Diceritakan oleh seorang santri Rembang pengawal Kiai Bisri Syamsuri yang turut serta ke Surabaya saat itu, ditengah berkecamuknya peperangan Kiai Abbas yang mengenakan alas kaki bakiak berdiri tegak dihalaman masjid sambil menengadahkan tangan ke langit. Disaat itulah terjadi peristiwa luar biasa yang menunjukan karomah Kiai Abbas. Beribu-ribu alu (penumbuk padi) dan lesung (tempat menumbuk padi) dari rumah-rumah rakyat berhamburan menerjang para tentara sekutu. Suaranya bergemuruh seperti air bah. Sehingga bala tentara sekutu mundur kocar kacir kembali ke kapal induk.

Pertempuran Surabaya pada 10 November 1945 di Surabaya merupakan bagian dari penggalan sejarah saksi utama kecintaan Kiai Abbas terhadap Republik ini.

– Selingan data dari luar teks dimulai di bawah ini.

//! Configuration for source columns, template location and variant layouts

use serde::{Deserialize, Serialize};
use std::collections::HashSet;
use std::fs;
use std::path::{Path, PathBuf};

use crate::error::{ConvertError, Result};
use crate::template::ColumnRef;
use crate::variant::{VariantDescriptor, VariantRegistry};

/// Main converter configuration
#[derive(Debug, Clone, Default, Serialize, Deserialize)]
pub struct ConverterConfig {
    #[serde(default)]
    pub source: SourceConfig,
    #[serde(default)]
    pub templates: TemplatesConfig,
    /// Variant descriptors that replace or extend the built-in ones
    #[serde(default)]
    pub variants: Vec<VariantDescriptor>,
}

impl ConverterConfig {
    /// Load configuration from a TOML file
    pub fn from_file<P: AsRef<Path>>(path: P) -> Result<Self> {
        let content = fs::read_to_string(path)?;
        Self::from_toml(&content)
    }

    /// Parse configuration from TOML text
    pub fn from_toml(content: &str) -> Result<Self> {
        toml::from_str(content).map_err(|e| ConvertError::Config(e.to_string()))
    }

    /// Validate source columns and every configured variant
    pub fn validate(&self) -> Result<()> {
        if self.source.cas_column == self.source.value_column {
            return Err(ConvertError::Config(format!(
                "source cas_column and value_column are both {}",
                self.source.cas_column
            )));
        }

        let mut seen = HashSet::new();
        for variant in &self.variants {
            if !seen.insert((variant.company, variant.form)) {
                return Err(ConvertError::Config(format!(
                    "variant {} {} is configured more than once",
                    variant.company, variant.form
                )));
            }
            variant.validate()?;
        }

        Ok(())
    }

    /// Built-in variants with the configured ones registered on top
    pub fn registry(&self) -> VariantRegistry {
        let mut registry = VariantRegistry::builtin();
        for variant in &self.variants {
            registry.register(variant.clone());
        }
        registry
    }
}

/// Positions of the relevant columns in the uploaded sheet
#[derive(Debug, Clone, Serialize, Deserialize)]
pub struct SourceConfig {
    /// Leading rows to skip (the header row)
    #[serde(default = "default_header_rows")]
    pub header_rows: u32,
    /// Column holding free text with CAS numbers
    #[serde(default = "default_cas_column")]
    pub cas_column: ColumnRef,
    /// Column holding the value to propagate
    #[serde(default = "default_value_column")]
    pub value_column: ColumnRef,
}

impl Default for SourceConfig {
    fn default() -> Self {
        Self {
            header_rows: default_header_rows(),
            cas_column: default_cas_column(),
            value_column: default_value_column(),
        }
    }
}

fn default_header_rows() -> u32 {
    1
}

fn default_cas_column() -> ColumnRef {
    ColumnRef(5)
}

fn default_value_column() -> ColumnRef {
    ColumnRef(11)
}

/// Where template files are looked up
#[derive(Debug, Clone, Serialize, Deserialize)]
pub struct TemplatesConfig {
    #[serde(default = "default_template_dir")]
    pub directory: PathBuf,
}

impl Default for TemplatesConfig {
    fn default() -> Self {
        Self {
            directory: default_template_dir(),
        }
    }
}

fn default_template_dir() -> PathBuf {
    PathBuf::from("template")
}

Bersama pasukan laskar santri, Kiai pejuang dari Pesantren Buntet Cirebon ini telah mencurahkan segenap nafas kehidupannya untuk menegakkan kehormatan dan martabat sebuah bangsa.

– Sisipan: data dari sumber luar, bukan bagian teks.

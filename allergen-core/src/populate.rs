//! Template population: CAS matching plus metadata cells

use chrono::NaiveDate;
use serde::Serialize;
use tracing::{debug, info, warn};

use crate::cas::extract_cas;
use crate::error::{ConvertError, Result};
use crate::index::SourceIndex;
use crate::source::SourceRow;
use crate::template::{CellPatches, CellRef, TemplateDocument};
use crate::value::CellValue;
use crate::variant::FieldLayout;

/// Date format written into the date cell
pub const DATE_FORMAT: &str = "%Y-%m-%d";

/// Caller-supplied fields written into every form
#[derive(Debug, Clone, PartialEq, Eq)]
pub struct Metadata {
    pub customer_name: String,
    pub product_name: String,
    pub date: NaiveDate,
}

/// What a population pass changed
#[derive(Debug, Clone, Default, PartialEq, Eq, Serialize)]
pub struct PopulateSummary {
    /// Distinct CAS numbers in the source
    pub indexed_cas: usize,
    /// Template rows whose target cell received a source value
    pub matched_rows: usize,
    /// Formulas cleared from the target column by housekeeping
    pub stripped_formulas: usize,
    /// Secondary sheet removed by housekeeping
    pub removed_sheet: Option<String>,
}

/// Fill `template` from `rows` according to `layout`
///
/// Steps, in order: build the CAS index, run the layout's housekeeping,
/// write the first index hit of every label cell into its target cell and
/// finally write customer, product and date. Target cells of rows without a
/// hit keep their template content.
pub fn populate(
    rows: &[SourceRow],
    template: &mut TemplateDocument,
    layout: &FieldLayout,
    metadata: &Metadata,
) -> Result<PopulateSummary> {
    let index = SourceIndex::build(rows);
    let mut summary = PopulateSummary {
        indexed_cas: index.len(),
        ..Default::default()
    };
    if index.is_empty() {
        warn!(template = template.name(), "no CAS numbers found in source rows");
    }

    let sheet = template.primary_sheet()?;
    let label_col = layout.label_column.index();
    let target_col = layout.target_column.index();
    let mut patches = CellPatches::new();

    let mut strip_formulas = false;
    if let Some(housekeeping) = &layout.housekeeping {
        strip_formulas = housekeeping.strip_target_formulas;

        if let Some(name) = housekeeping.remove_sheet.as_deref() {
            if name == sheet.name {
                return Err(ConvertError::invalid_template(
                    template.name(),
                    format!("housekeeping would remove the primary sheet '{}'", name),
                ));
            }
            if template.remove_sheet(name)? {
                summary.removed_sheet = Some(name.to_string());
            } else {
                debug!(template = template.name(), sheet = name, "secondary sheet not present");
            }
        }
    }

    let worksheet = template.worksheet(&sheet)?;

    if strip_formulas {
        for (row, cell) in worksheet.column(target_col) {
            if !cell.is_formula() {
                continue;
            }
            let target = CellRef::new(row, target_col);
            if cell.shares_beyond_column(target_col) {
                warn!(
                    template = template.name(),
                    %target,
                    range = cell.shared_ref.as_deref().unwrap_or_default(),
                    "keeping shared formula that reaches other columns"
                );
                continue;
            }
            patches.clear(target);
            summary.stripped_formulas += 1;
        }
        debug!(
            template = template.name(),
            count = summary.stripped_formulas,
            "stripped target column formulas"
        );
    }

    for (row, cell) in worksheet.column(label_col) {
        let Some(label) = cell.text.as_deref() else {
            continue;
        };
        if let Some((cas, value)) = index.first_hit(extract_cas(Some(label))) {
            let target = CellRef::new(row, target_col);
            debug!(%target, cas, %value, "matched template row");
            match value {
                CellValue::Empty => patches.clear(target),
                value => patches.set(target, value.clone()),
            }
            summary.matched_rows += 1;
        }
    }

    let date = metadata.date.format(DATE_FORMAT).to_string();
    patches.set(layout.customer_cell, CellValue::Text(metadata.customer_name.clone()));
    patches.set(layout.product_cell, CellValue::Text(metadata.product_name.clone()));
    patches.set(layout.date_cell, CellValue::Text(date));

    template.apply_patches(&sheet, &patches)?;
    if summary.stripped_formulas > 0 {
        template.drop_calc_chain()?;
    }

    info!(
        template = template.name(),
        sheet = %sheet.name,
        matched = summary.matched_rows,
        stripped = summary.stripped_formulas,
        "populated template"
    );
    Ok(summary)
}

#[cfg(test)]
mod tests {
    use super::*;
    use crate::template::ColumnRef;
    use crate::template::test_support::mock_xlsx;
    use crate::variant::Housekeeping;

    fn layout(housekeeping: Option<Housekeeping>) -> FieldLayout {
        FieldLayout {
            label_column: ColumnRef(1),
            target_column: ColumnRef(3),
            customer_cell: CellRef::new(2, 2),
            product_cell: CellRef::new(3, 2),
            date_cell: CellRef::new(4, 2),
            housekeeping,
        }
    }

    fn metadata() -> Metadata {
        Metadata {
            customer_name: "Acme".to_string(),
            product_name: "Widget".to_string(),
            date: NaiveDate::from_ymd_opt(2026, 3, 7).unwrap(),
        }
    }

    fn label_row(row: u32, label: &str, target: &str) -> String {
        format!(
            r#"<row r="{row}"><c r="B{row}" t="inlineStr"><is><t>{label}</t></is></c>{target}</row>"#
        )
    }

    fn populated(sheet_data: &str, rows: &[SourceRow], layout: &FieldLayout) -> (TemplateDocument, PopulateSummary) {
        let bytes = mock_xlsx(&[("Form", sheet_data), ("Sheet2", "")], 0, true);
        let mut doc = TemplateDocument::from_bytes("83 CFF.xlsx", &bytes).unwrap();
        let summary = populate(rows, &mut doc, layout, &metadata()).unwrap();
        let doc = TemplateDocument::from_bytes("83 CFF.xlsx", &doc.to_bytes().unwrap()).unwrap();
        (doc, summary)
    }

    fn target_text(doc: &TemplateDocument, row: u32) -> Option<String> {
        let sheet = doc.primary_sheet().unwrap();
        doc.worksheet(&sheet)
            .unwrap()
            .text(CellRef::new(row, 3))
            .map(str::to_string)
    }

    #[test]
    fn test_first_match_wins_in_extraction_order() {
        let data = [
            label_row(6, "Formaldehyde 50-00-0, Ethanol 64-17-5", ""),
            label_row(7, "Ethanol 64-17-5 / Formaldehyde 50-00-0", ""),
            label_row(8, "Unknown 1234-56-7, Ethanol 64-17-5", ""),
        ]
        .concat();
        let rows = vec![
            SourceRow::new(2, Some("64-17-5"), "ethanol"),
            SourceRow::new(3, Some("50-00-0"), "formaldehyde"),
        ];
        let (doc, summary) = populated(&data, &rows, &layout(None));

        assert_eq!(summary.matched_rows, 3);
        assert_eq!(target_text(&doc, 5).as_deref(), Some("formaldehyde"));
        assert_eq!(target_text(&doc, 6).as_deref(), Some("ethanol"));
        assert_eq!(target_text(&doc, 7).as_deref(), Some("ethanol"));
    }

    #[test]
    fn test_miss_leaves_target_untouched() {
        let data = label_row(6, "Limonene 5989-27-5", r#"<c r="D6" t="inlineStr"><is><t>keep me</t></is></c>"#);
        let rows = vec![SourceRow::new(2, Some("7732-18-5"), "Negative")];
        let (doc, summary) = populated(&data, &rows, &layout(None));

        assert_eq!(summary.matched_rows, 0);
        assert_eq!(target_text(&doc, 5).as_deref(), Some("keep me"));
    }

    #[test]
    fn test_housekeeping_strips_formulas_and_sheet() {
        let data = [
            label_row(6, "Water 7732-18-5", r#"<c r="D6"><f>VLOOKUP(B6,Sheet2!A:B,2,0)</f><v>0</v></c>"#),
            label_row(7, "Nothing here", r#"<c r="D7"><f>VLOOKUP(B7,Sheet2!A:B,2,0)</f><v>0</v></c>"#),
            r#"<row r="8"><c r="E8"><f>SUM(D6:D7)</f><v>0</v></c></row>"#.to_string(),
        ]
        .concat();
        let rows = vec![SourceRow::new(2, Some("CAS: 7732-18-5 (water)"), "Negative")];
        let housekeeping = Housekeeping {
            strip_target_formulas: true,
            remove_sheet: Some("Sheet2".to_string()),
        };
        let (doc, summary) = populated(&data, &rows, &layout(Some(housekeeping)));

        assert_eq!(summary.stripped_formulas, 2);
        assert_eq!(summary.removed_sheet.as_deref(), Some("Sheet2"));
        assert!(doc.sheet("Sheet2").unwrap().is_none());
        assert!(doc.part("xl/calcChain.xml").is_none());

        let sheet = doc.primary_sheet().unwrap();
        let ws = doc.worksheet(&sheet).unwrap();
        assert!(ws.column(3).all(|(_, cell)| !cell.is_formula()));
        assert_eq!(ws.text(CellRef::new(5, 3)), Some("Negative"));
        assert!(ws.cell(CellRef::new(6, 3)).is_none());
        // Formulas outside the target column survive
        assert!(ws.cell(CellRef::new(7, 4)).unwrap().is_formula());
    }

    #[test]
    fn test_shared_formula_reaching_other_columns_is_kept() {
        let data = [
            label_row(
                6,
                "Nothing",
                r#"<c r="D6"><f t="shared" ref="D6:E7" si="0">A6*2</f><v>0</v></c><c r="E6"><f t="shared" si="0"/><v>0</v></c>"#,
            ),
            label_row(
                7,
                "Nothing",
                r#"<c r="D7"><f t="shared" si="0"/><v>0</v></c><c r="E7"><f t="shared" si="0"/><v>0</v></c>"#,
            ),
            label_row(8, "Nothing", r#"<c r="D8"><f t="shared" ref="D8:D9" si="1">A8</f><v>0</v></c>"#),
            label_row(9, "Nothing", r#"<c r="D9"><f t="shared" si="1"/><v>0</v></c>"#),
        ]
        .concat();
        let housekeeping = Housekeeping {
            strip_target_formulas: true,
            remove_sheet: None,
        };
        let (doc, summary) = populated(&data, &[], &layout(Some(housekeeping)));

        // D7 is a child and is cleared; the D6 master and its E children stay
        assert_eq!(summary.stripped_formulas, 3);
        let sheet = doc.primary_sheet().unwrap();
        let ws = doc.worksheet(&sheet).unwrap();
        assert_eq!(ws.cell(CellRef::new(5, 3)).unwrap().shared_ref.as_deref(), Some("D6:E7"));
        assert!(ws.cell(CellRef::new(5, 4)).unwrap().is_formula());
        assert!(ws.cell(CellRef::new(6, 3)).is_none());
        assert!(ws.cell(CellRef::new(7, 3)).is_none());
        assert!(ws.cell(CellRef::new(8, 3)).is_none());
    }

    #[test]
    fn test_control_characters_never_reach_the_sheet_xml() {
        let data = label_row(6, "Water 7732-18-5", "");
        let rows = vec![SourceRow::new(2, Some("7732-18-5"), "Neg\u{B}ative")];
        let bytes = mock_xlsx(&[("Form", &data)], 0, false);
        let mut doc = TemplateDocument::from_bytes("83 CFF.xlsx", &bytes).unwrap();
        let metadata = Metadata {
            customer_name: "Ac\u{1}me".to_string(),
            ..metadata()
        };
        populate(&rows, &mut doc, &layout(None), &metadata).unwrap();

        let sheet = doc.part("xl/worksheets/sheet1.xml").unwrap();
        let illegal: Vec<u8> = sheet
            .iter()
            .copied()
            .filter(|b| *b < 0x20 && !matches!(*b, b'\t' | b'\n' | b'\r'))
            .collect();
        assert!(illegal.is_empty(), "illegal XML 1.0 bytes: {:?}", illegal);
        let sheet = std::str::from_utf8(sheet).unwrap();
        assert!(sheet.contains("Neg_x000B_ative"));
        assert!(sheet.contains("Ac_x0001_me"));
    }

    #[test]
    fn test_without_housekeeping_formulas_stay() {
        let data = label_row(6, "Nothing", r#"<c r="D6"><f>1+1</f><v>2</v></c>"#);
        let (doc, summary) = populated(&data, &[], &layout(None));

        assert_eq!(summary.stripped_formulas, 0);
        assert!(summary.removed_sheet.is_none());
        assert!(doc.sheet("Sheet2").unwrap().is_some());
        assert!(doc.part("xl/calcChain.xml").is_some());
        let sheet = doc.primary_sheet().unwrap();
        assert!(doc.worksheet(&sheet).unwrap().cell(CellRef::new(5, 3)).unwrap().is_formula());
    }

    #[test]
    fn test_metadata_cells() {
        let (doc, _) = populated("", &[], &layout(None));
        let sheet = doc.primary_sheet().unwrap();
        let ws = doc.worksheet(&sheet).unwrap();

        assert_eq!(ws.text(CellRef::new(2, 2)), Some("Acme"));
        assert_eq!(ws.text(CellRef::new(3, 2)), Some("Widget"));
        assert_eq!(ws.text(CellRef::new(4, 2)), Some("2026-03-07"));
        assert_eq!(ws.len(), 3);
    }

    #[test]
    fn test_numbers_stay_numeric_and_empty_clears() {
        let data = [
            label_row(6, "Linalool 78-70-6", ""),
            label_row(7, "Citral 5392-40-5", r#"<c r="D7" s="3" t="inlineStr"><is><t>old</t></is></c>"#),
        ]
        .concat();
        let rows = vec![
            SourceRow::new(2, Some("78-70-6"), 0.02),
            SourceRow::new(3, Some("5392-40-5"), CellValue::Empty),
        ];
        let (doc, _) = populated(&data, &rows, &layout(None));

        let sheet = doc.part("xl/worksheets/sheet1.xml").unwrap();
        let sheet = std::str::from_utf8(sheet).unwrap();
        assert!(sheet.contains(r#"<c r="D6"><v>0.02</v></c>"#));
        assert!(sheet.contains(r#"<c r="D7" s="3"/>"#));
    }

    #[test]
    fn test_removing_primary_sheet_is_rejected() {
        let bytes = mock_xlsx(&[("Form", ""), ("Sheet2", "")], 0, false);
        let mut doc = TemplateDocument::from_bytes("t.xlsx", &bytes).unwrap();
        let housekeeping = Housekeeping {
            strip_target_formulas: false,
            remove_sheet: Some("Form".to_string()),
        };
        let err = populate(&[], &mut doc, &layout(Some(housekeeping)), &metadata()).unwrap_err();
        assert!(matches!(err, ConvertError::InvalidTemplate { .. }));
    }
}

Fatwa Resolusi Jihad pada 22 Oktober 1945, mewajibkan umat Islam untuk berperang melawan koloni.
Tercetusnya fatwa tersebut melahirkan perlawanan hebat dari bangsa Indonesia hingga melahirkan perang 10 November 1945 yang dijadikan sebagai Hari Pahlawan. Semua manusia dari berbagai tingkatan usia turun gelanggang di Surabaya.
KH. Abbas Abdul Jamil, sesepuh Pondok Buntet Pesantren Cirebon saat itu, menjadi orang yang sangat dinantikan kehadirannya untuk memimpin jalannya pertempuran tersebut. Di usianya yang sudah tak lagi muda saat itu, 62 tahun, Kiai Abbas berada di garda terdepan menahan laju pesawat tempur yang siap membombardir ibukota Jawa Timur itu.

Memang, ada ribuan orang menjadi syahid pada peperangan tersebut. Namun, peperangan itu membuktikan kepada dunia bahwa Indonesia tidak bisa dianggap remeh. Sebab, sang panglima perang dari Inggris pun harus meregang nyawa pada 30 Oktober 1945, berbagai pesawat tempur meledak di udara, dan banyak hal yang secara nalar logika tidak mungkin, tetapi terjadi juga. Begitulah sikap patriotik masyarakat kaum santri. Kecintaan terhadap negeri bukanlah isapan jempol belaka, bukan pula hanya pada tataran wacana, tapi terimplementasikan dalam laku.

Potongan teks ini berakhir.